-- Task details --
Find the line below that contains "pub async fn". Transcribe it and every line after it exactly, adding nothing.

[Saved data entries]
Content starts
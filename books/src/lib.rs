// III-IV
// Copyright 2023 Julio Merino
//
// Licensed under the Apache License, Version 2.0 (the "License"); you may not
// use this file except in compliance with the License.  You may obtain a copy
// of the License at:
//
//     http://www.apache.org/licenses/LICENSE-2.0
//
// Unless required by applicable law or agreed to in writing, software
// distributed under the License is distributed on an "AS IS" BASIS, WITHOUT
// WARRANTIES OR CONDITIONS OF ANY KIND, either express or implied.  See the
// License for the specific language governing permissions and limitations
// under the License.

//! REST service that manages a collection of book records.

// Keep these in sync with other top-level files.
#![warn(anonymous_parameters, bad_style, clippy::missing_docs_in_private_items, missing_docs)]
#![warn(unused, unused_extern_crates, unused_import_braces, unused_qualifications)]
#![warn(unsafe_code)]

use books_core::db::Db;
use log::info;
use std::error::Error;
use std::net::SocketAddr;
use std::sync::Arc;

pub mod db;
mod driver;
use driver::Driver;
pub(crate) mod model;
mod rest;
use rest::app;

/// Instantiates all resources to serve the application on `bind_addr` backed by `db`.
///
/// The database must have been initialized with `db::init_schema` beforehand.
///
/// While it'd be nice to push this responsibility to `main`, doing so would force us to expose many
/// crate-internal types to the public, which in turn would make dead code detection harder.
pub async fn serve(
    bind_addr: impl Into<SocketAddr>,
    db: Arc<dyn Db + Send + Sync>,
) -> Result<(), Box<dyn Error>> {
    let driver = Driver::new(db);
    let app = app(driver);

    let listener = tokio::net::TcpListener::bind(bind_addr.into()).await?;
    info!("Listening on {}", listener.local_addr()?);
    axum::serve(listener, app).await?;
    Ok(())
}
Content ends
-- Solution for this task --
pub async fn serve(
    bind_addr: impl Into<SocketAddr>,
    db: Arc<dyn Db + Send + Sync>,
) -> Result<(), Box<dyn Error>> {
    let driver = Driver::new(db);
    let app = app(driver);

    let listener = tokio::net::TcpListener::bind(bind_addr.into()).await?;
    info!("Listening on {}", listener.local_addr()?);
    axum::serve(listener, app).await?;
    Ok(())
}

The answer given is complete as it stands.